> _TASK ITEM_: From the entries that follow, pick out all lines holding "DateTime".

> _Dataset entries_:
——————————

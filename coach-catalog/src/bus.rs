use chrono::{DateTime, Utc};
use coach_core::{text_enum, EngineError, EngineResult};
use serde::{Deserialize, Serialize};
use uuid::Uuid;

pub const MAX_SEATS: u32 = 60;

text_enum! {
    pub enum BusType {
        Ac => "AC",
        NonAc => "Non-AC",
        Sleeper => "Sleeper",
        SemiSleeper => "Semi-Sleeper",
        Volvo => "Volvo",
        Luxury => "Luxury",
    }
}

text_enum! {
    pub enum Amenity {
        WiFi => "WiFi",
        ChargingPoint => "Charging Point",
        WaterBottle => "Water Bottle",
        Blanket => "Blanket",
        Tv => "TV",
        ReadingLight => "Reading Light",
        EmergencyExit => "Emergency Exit",
    }
}

#[derive(Debug, Clone, PartialEq, Serialize, Deserialize)]
#[serde(rename_all = "camelCase")]
pub struct Bus {
    pub id: Uuid,
    pub name: String,
    pub bus_number: String,
    pub bus_type: BusType,
    pub total_seats: u32,
    pub amenities: Vec<Amenity>,
    pub operator: String,
    pub is_active: bool,
    pub created_at: DateTime<Utc>,
    pub updated_at: DateTime<Utc>,
}

/// Admin payload for adding or replacing a bus.
#[derive(Debug, Clone, Deserialize)]
#[serde(rename_all = "camelCase")]
pub struct BusInput {
    pub name: String,
    pub bus_number: String,
    pub bus_type: BusType,
    pub total_seats: u32,
    #[serde(default)]
    pub amenities: Vec<Amenity>,
    pub operator: String,
    #[serde(default = "default_active")]
    pub is_active: bool,
}

fn default_active() -> bool {
    true
}

impl BusInput {
    pub fn validate(&self) -> EngineResult<()> {
        if self.name.trim().is_empty() {
            return Err(EngineError::Validation("Please provide bus name".to_string()));
        }
        if self.bus_number.trim().is_empty() {
            return Err(EngineError::Validation("Please provide bus number".to_string()));
        }
        if self.operator.trim().is_empty() {
            return Err(EngineError::Validation("Please provide operator name".to_string()));
        }
        if self.total_seats == 0 || self.total_seats > MAX_SEATS {
            return Err(EngineError::Validation(format!(
                "Total seats must be between 1 and {}",
                MAX_SEATS
            )));
        }
        Ok(())
    }

    /// Builds a new bus record. Bus numbers are stored trimmed and upper-cased.
    pub fn into_bus(self, now: DateTime<Utc>) -> EngineResult<Bus> {
        self.validate()?;
        Ok(Bus {
            id: Uuid::new_v4(),
            name: self.name.trim().to_string(),
            bus_number: self.bus_number.trim().to_uppercase(),
            bus_type: self.bus_type,
            total_seats: self.total_seats,
            amenities: dedup(self.amenities),
            operator: self.operator.trim().to_string(),
            is_active: self.is_active,
            created_at: now,
            updated_at: now,
        })
    }

    /// Applies this payload over an existing bus, keeping its id and creation time.
    pub fn apply_to(self, existing: &Bus, now: DateTime<Utc>) -> EngineResult<Bus> {
        let mut bus = self.into_bus(now)?;
        bus.id = existing.id;
        bus.created_at = existing.created_at;
        Ok(bus)
    }
}

fn dedup(amenities: Vec<Amenity>) -> Vec<Amenity> {
    let mut out: Vec<Amenity> = Vec::with_capacity(amenities.len());
    for a in amenities {
        if !out.contains(&a) {
            out.push(a);
        }
    }
    out
}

——————————

> _EXPECTED ANSWER_:
use chrono::{DateTime, Utc};
    pub created_at: DateTime<Utc>,
    pub updated_at: DateTime<Utc>,
    pub fn into_bus(self, now: DateTime<Utc>) -> EngineResult<Bus> {
    pub fn apply_to(self, existing: &Bus, now: DateTime<Utc>) -> EngineResult<Bus> {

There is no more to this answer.